A friend, shocked to hear about Kasriel’s death, suggested that there should be a special word for the grief parents feel when they lose a child. He was right. Only when you have gone through such a personal tsunami can you understand how new and unexpected the feeling is. For those in the group who had lost their only child, the future seemed to grind to a sudden halt, their genes crashing into an inconvenient roadblock. I felt guilty that we had nine (yes, nine) more, as if somehow, like a long-ago Costco purchase, having children in bulk had finally paid off.

But anyone who has gone through this will tell you that a child’s death—any child’s death—takes up a vast space in both your mind and your heart, a space that stretches across the whole, bleak horizon. The coordinates of this area may become blurry over time, but the geography will always be sharp, with seemingly impassable mountains and precipitous valleys that at times seem impossible to clamber out of.

Yet while the pain for us is still raw, with good days and bad, entry to this club does come with unexpected—I hate to say it—benefits: a loss of naïveté, a deeper range of emotions, a focus on things that might actually matter, zero tolerance for petty squabbles, less fear of death, and a feeling that if the worst thing that can happen to you has already happened, well, it should be clear sailing from here on.

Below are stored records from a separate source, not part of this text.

//! Export dataflow messages. Unlike the other
//! entities in this module, `ExportRequest`/`ExportCompleteEvent` are not
//! persisted state the HTTP admin plane owns — they are the bus-shaped
//! messages the export service consumes and produces. A
//! [`crate::repository::ExportRequestRepository`] stands in for the
//! `ExportRequest` topic subscription: the originating
//! system subscribes directly to a broker topic, but this core polls a
//! durable queue instead, the same shape already used for
//! [`crate::model::inference_request::InferenceRequest`] leasing, so the
//! export service needs no bus subscription capability the rest of the
//! gateway does not already have.

/// One instance's outcome within an export task.
#[derive(Debug, Clone, Copy, PartialEq, Eq, serde::Serialize, serde::Deserialize)]
pub enum FileExportStatus {
	Success,
	DownloadError,
	ServiceError,
	ConfigurationError,
}

impl FileExportStatus {
	#[must_use]
	pub const fn is_success(self) -> bool {
		matches!(self, Self::Success)
	}
}

/// A request to export a set of already-uploaded files to one or more
/// destinations.
#[derive(Debug, Clone, serde::Serialize, serde::Deserialize)]
pub struct ExportRequest {
	pub export_task_id: String,
	pub correlation_id: String,
	pub files: Vec<String>,
	pub destinations: Vec<String>,
}

/// Per-file result recorded as each stage of the dataflow completes.
#[derive(Debug, Clone, serde::Serialize, serde::Deserialize)]
pub struct FileExportResult {
	pub file_path: String,
	pub status: FileExportStatus,
	pub message: Option<String>,
}

/// Published once every file in an `ExportRequest` has a status.
#[derive(Debug, Clone, serde::Serialize, serde::Deserialize)]
pub struct ExportCompleteEvent {
	pub export_task_id: String,
	pub correlation_id: String,
	pub success: bool,
	pub file_results: Vec<FileExportResult>,
}

impl ExportCompleteEvent {
	#[must_use]
	pub fn new(export_task_id: String, correlation_id: String, file_results: Vec<FileExportResult>) -> Self {
		let success = !file_results.is_empty() && file_results.iter().all(|r| r.status.is_success());
		Self { export_task_id, correlation_id, success, file_results }
	}
}
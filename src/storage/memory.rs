//! In-memory [`ObjectStore`] for tests and database-free runs.

use super::object_store::{ObjectStore, ObjectStoreError};
use async_trait::async_trait;
use bytes::Bytes;
use std::collections::HashMap;
use std::sync::Mutex;

#[derive(Default)]
pub struct InMemoryObjectStore {
	objects: Mutex<HashMap<(String, String), Bytes>>,
}

#[async_trait]
impl ObjectStore for InMemoryObjectStore {
	async fn put(&self, bucket: &str, key: &str, body: Bytes) -> Result<(), ObjectStoreError> {
		self.objects.lock().unwrap().insert((bucket.to_owned(), key.to_owned()), body);
		Ok(())
	}

	async fn get(&self, bucket: &str, key: &str) -> Result<Bytes, ObjectStoreError> {
		self.objects
			.lock()
			.unwrap()
			.get(&(bucket.to_owned(), key.to_owned()))
			.cloned()
			.ok_or_else(|| ObjectStoreError::NotFound { bucket: bucket.to_owned(), key: key.to_owned() })
	}

	async fn delete(&self, bucket: &str, key: &str) -> Result<(), ObjectStoreError> {
		self.objects
			.lock()
			.unwrap()
			.remove(&(bucket.to_owned(), key.to_owned()))
			.map(|_| ())
			.ok_or_else(|| ObjectStoreError::NotFound { bucket: bucket.to_owned(), key: key.to_owned() })
	}
}

#[cfg(test)]
mod tests {
	use super::*;

	#[tokio::test]
	async fn round_trips_a_put_object() {
		let store = InMemoryObjectStore::default();
		store.put("dicom", "1.2.3", Bytes::from_static(b"bytes")).await.unwrap();
		assert_eq!(store.get("dicom", "1.2.3").await.unwrap(), Bytes::from_static(b"bytes"));
	}

	#[tokio::test]
	async fn get_missing_key_errors() {
		let store = InMemoryObjectStore::default();
		assert!(matches!(store.get("dicom", "missing").await, Err(ObjectStoreError::NotFound { .. })));
	}

	#[tokio::test]
	async fn delete_removes_the_object() {
		let store = InMemoryObjectStore::default();
		store.put("dicom", "1.2.3", Bytes::from_static(b"bytes")).await.unwrap();
		store.delete("dicom", "1.2.3").await.unwrap();
		assert!(matches!(store.get("dicom", "1.2.3").await, Err(ObjectStoreError::NotFound { .. })));
	}
}
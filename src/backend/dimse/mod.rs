//! DIMSE wire protocol support: C-ECHO and C-STORE over an
//! association, plus the generic command-set/data-set message framing both
//! ride on.
//!
//! STOW-RS, QIDO-RS and WADO-RS are out of scope;
//! the C-FIND/C-MOVE/MWL service classes that backed them in the original
//! DICOMweb-facing design were dropped along with them.

pub mod cecho;
pub mod cstore;
pub mod scp;

pub mod association;

use crate::types::{UI, US};
use association::{Association, AssociationError};
pub use scp::StorageServiceClassProvider;
use dicom::dictionary_std::tags;
use dicom::encoding::TransferSyntaxIndex;
use dicom::object::mem::InMemElement;
use dicom::object::{InMemDicomObject, Tag};
use dicom::transfer_syntax::entries::IMPLICIT_VR_LITTLE_ENDIAN;
use dicom::transfer_syntax::TransferSyntaxRegistry;
use dicom::ul::pdu::{PDataValue, PDataValueType};
use dicom::ul::Pdu;
use std::fmt::{Debug, Formatter};
use std::sync::atomic::{AtomicU16, Ordering};
use std::time::Duration;
use thiserror::Error;
use tracing::{instrument, trace};

/// Should be set for [`tags::COMMAND_DATA_SET_TYPE`] if a DICOM message contains a data set.
/// This is the recommended value when creating new [`InMemDicomObject`]s for compatibility reasons.
/// For reading DICOM messages, prefer checking if (command_data_set_type != DATA_SET_MISSING) as
/// AEs are free to choose another value for a truthy state.
pub const DATA_SET_EXISTS: US = 0x0102;
/// Should be set for [`tags::COMMAND_DATA_SET_TYPE`] if a DICOM message has no data set.
pub const DATA_SET_MISSING: US = 0x0101; // DICOM NULL

/// Represents a DICOM message composed of a command set followed by an optional data set.
/// <https://dicom.nema.org/medical/dicom/current/output/chtml/part07/sect_6.3.html>
pub struct DicomMessage {
	/// The command set.
	pub command: InMemDicomObject,
	/// The data set.
	pub data: Option<InMemDicomObject>,
	/// The presentation context id
	pub presentation_context_id: Option<u8>,
}

impl Debug for DicomMessage {
	fn fmt(&self, f: &mut Formatter<'_>) -> std::fmt::Result {
		if self.data.is_some() {
			write!(f, "DicomMessage {{ command, data }}")
		} else {
			write!(f, "DicomMessage {{ command }}")
		}
	}
}

impl DicomMessage {
	/// Dumps the command set and data set (if present) of this DICOM message to stdout.
	pub fn dump(&self) -> Result<(), std::io::Error> {
		dicom::dump::dump_object(&self.command)?;
		if let Some(data) = &self.data {
			dicom::dump::dump_object(data)?;
		}
		Ok(())
	}
}

/// Status types supported by the DIMSE services.
/// <https://dicom.nema.org/medical/dicom/current/output/chtml/part07/chapter_C.html>
#[derive(Debug, Clone, PartialEq, Eq, Hash)]
pub enum StatusType {
	Success,
	Warning,
	Failure,
	Cancel,
	Pending,
}

impl TryFrom<u16> for StatusType {
	type Error = u16;

	/// <https://dicom.nema.org/medical/dicom/current/output/chtml/part07/chapter_C.html>
	fn try_from(value: u16) -> Result<Self, Self::Error> {
		match value {
			0 => Ok(Self::Success),
			1 | 0x0107 | 0x0116 | 0xB000..=0xBFFF => Ok(Self::Warning),
			0xA000..=0xAFFF | 0x0100..=0x01FF | 0x0200..=0x02FF => Ok(Self::Failure),
			0xFE00 => Ok(Self::Cancel),
			0xFF00 | 0xFF01 => Ok(Self::Pending),
			_ => Err(value),
		}
	}
}

pub trait DicomMessageReader {
	async fn read_message(&self, timeout: Duration) -> Result<DicomMessage, ReadError>;
}

pub trait DicomMessageWriter {
	async fn write_message(
		&self,
		message: impl Into<DicomMessage>,
		presentation_context_id: Option<u8>,
		timeout: Duration,
	) -> Result<(), WriteError>;
}

impl<A: Association> DicomMessageWriter for A {
	#[instrument(skip_all)]
	async fn write_message(
		&self,
		message: impl Into<DicomMessage>,
		presentation_context_id: Option<u8>,
		timeout: Duration,
	) -> Result<(), WriteError> {
		let message: DicomMessage = Into::into(message);

		let presentation_context = match presentation_context_id {
			None => self.presentation_contexts().first(),
			Some(presentation_context_id) => self
				.presentation_contexts()
				.iter()
				.find(|pctx| pctx.id == presentation_context_id),
		}
		.ok_or(NegotiationError::NoPresentationContext)?;

		let mut command_buf = Vec::new();
		message
			.command
			.write_dataset_with_ts(&mut command_buf, &IMPLICIT_VR_LITTLE_ENDIAN.erased())?;

		let command_pdu = Pdu::PData {
			data: vec![PDataValue {
				value_type: PDataValueType::Command,
				presentation_context_id: presentation_context.id,
				is_last: true,
				data: command_buf,
			}],
		};
		self.send(command_pdu, timeout).await?;

		if let Some(data) = message.data {
			let transfer_syntax = TransferSyntaxRegistry
				.get(&presentation_context.transfer_syntax)
				.ok_or_else(|| {
					NegotiationError::UnknownTransferSyntax(UI::from(
						&presentation_context.transfer_syntax,
					))
				})?;
			let mut data_buf = Vec::new();
			data.write_dataset_with_ts(&mut data_buf, &transfer_syntax)?;

			let data_pdu = Pdu::PData {
				data: vec![PDataValue {
					value_type: PDataValueType::Data,
					presentation_context_id: presentation_context.id,
					is_last: true,
					data: data_buf,
				}],
			};

			self.send(data_pdu, timeout).await?;
		}

		Ok(())
	}
}

#[derive(Debug, Error)]
pub enum ReadError {
	#[error("Failed to read DICOM object: {0}")]
	Reader(#[from] dicom::object::ReadError),
	#[error("Received unexpected PDU {0:?}")]
	UnexpectedPdu(Pdu),
	#[error("Received fragments out of order")]
	OutOfOrder,
	#[error("Failed to receive PDU: {0}")]
	Association(#[from] AssociationError),
	#[error(transparent)]
	Negotiation(#[from] NegotiationError),
	#[error("Mandatory attribute is missing")]
	MissingAttribute(Tag),
}

#[derive(Debug, Error)]
pub enum WriteError {
	#[error("Failed to write DICOM object: {0}")]
	Writer(#[from] dicom::object::WriteError),
	#[error("Failed to send PDU: {0}")]
	Association(#[from] AssociationError),
	#[error(transparent)]
	Negotiation(#[from] NegotiationError),
	#[error(transparent)]
	Io(#[from] std::io::Error),
}

#[derive(Debug, Error)]
pub enum NegotiationError {
	#[error("Unknown transfer syntax with UID '{0}'")]
	UnknownTransferSyntax(UI),
	#[error("Failed to negotiate a presentation context")]
	NoPresentationContext,
}

impl<A: Association> DicomMessageReader for A {
	#[instrument(skip_all)]
	async fn read_message(&self, timeout: Duration) -> Result<DicomMessage, ReadError> {
		let mut command_fragments = Vec::new();
		let mut data_fragments = Vec::new();
		let mut message_command: Option<InMemDicomObject> = None;

		loop {
			let pdu = self.receive(timeout).await?;
			if let Pdu::PData { data } = pdu {
				for mut pdv in data {
					match pdv.value_type {
						PDataValueType::Command => {
							trace!("Received command fragment (last={})", pdv.is_last);
							if message_command.is_some() {
								// Already received the full command set.
								// Receiving another command fragment is not expected.
								return Err(ReadError::OutOfOrder);
							}
							command_fragments.append(&mut pdv.data);
							if pdv.is_last {
								let command = InMemDicomObject::read_dataset_with_ts(
									command_fragments.as_slice(),
									&IMPLICIT_VR_LITTLE_ENDIAN.erased(),
								)?;
								let has_data_set = command
									.get(tags::COMMAND_DATA_SET_TYPE)
									.map(InMemElement::to_int::<US>)
									.and_then(Result::ok)
									.is_some_and(|value| value != DATA_SET_MISSING);

								if has_data_set {
									message_command = Some(command);
								} else {
									return Ok(DicomMessage {
										command,
										data: None,
										presentation_context_id: Some(pdv.presentation_context_id),
									});
								}
							}
						}
						PDataValueType::Data => {
							trace!("Received data fragment (last={})", pdv.is_last);
							data_fragments.append(&mut pdv.data);
							if pdv.is_last {
								let presentation_context = self
									.presentation_contexts()
									.iter()
									.find(|pctx| pctx.id == pdv.presentation_context_id)
									.ok_or(NegotiationError::NoPresentationContext)?;
								let transfer_syntax = TransferSyntaxRegistry
									.get(&presentation_context.transfer_syntax)
									.ok_or_else(|| {
										NegotiationError::UnknownTransferSyntax(UI::from(
											&presentation_context.transfer_syntax,
										))
									})?;
								let data = InMemDicomObject::read_dataset_with_ts(
									data_fragments.as_slice(),
									transfer_syntax,
								)?;

								return if let Some(command) = message_command {
									Ok(DicomMessage {
										command,
										data: Some(data),
										presentation_context_id: Some(pdv.presentation_context_id),
									})
								} else {
									// Cannot handle data fragments before the entire command set is received.
									return Err(ReadError::OutOfOrder);
								};
							}
						}
					}
				}
			} else {
				return Err(ReadError::UnexpectedPdu(pdu));
			}
		}
	}
}

/// Returns a new message id by incrementing a global counter.
pub fn next_message_id() -> US {
	static CURRENT_MSG_ID: AtomicU16 = AtomicU16::new(0);
	CURRENT_MSG_ID.fetch_add(1, Ordering::SeqCst)
}
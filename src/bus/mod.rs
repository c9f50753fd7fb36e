//! Workflow message bus seam: one
//! trait, a NATS implementation ([`nats`], feature `nats`) and an in-memory
//! one ([`memory`]) for tests.

pub mod memory;
#[cfg(feature = "nats")]
pub mod nats;

use async_trait::async_trait;
use thiserror::Error;

#[derive(Debug, Error)]
pub enum BusError {
	#[error("publish to subject {subject:?} failed: {source}")]
	Publish { subject: String, source: String },
}

/// A topic-addressed at-least-once publish surface. Subscription is not
/// modeled here: every consumer in, export
/// request intake, export complete) either owns the publish side or polls a
/// repository rather than subscribing, so the trait only needs `publish`.
#[async_trait]
pub trait MessageBus: Send + Sync {
	async fn publish(&self, subject: &str, payload: Vec<u8>) -> Result<(), BusError>;
}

One thing I do know: our lives will never be the same. Maybe with wear and tear, and the unpredictable erosion of the years ahead, the What?! will be honed down to reveal some magical, spiritual, inner truth. MeanwhiIe, what I miss most is Kasriel’s huge bear hugs and the matching smile we got each time he came to visit and, this may sound cheesy, but the fact that though he was a grown man, with a job, an apartment, and a well-developed, fatal drive to fill some vast emotional hole, he still called me Daddy.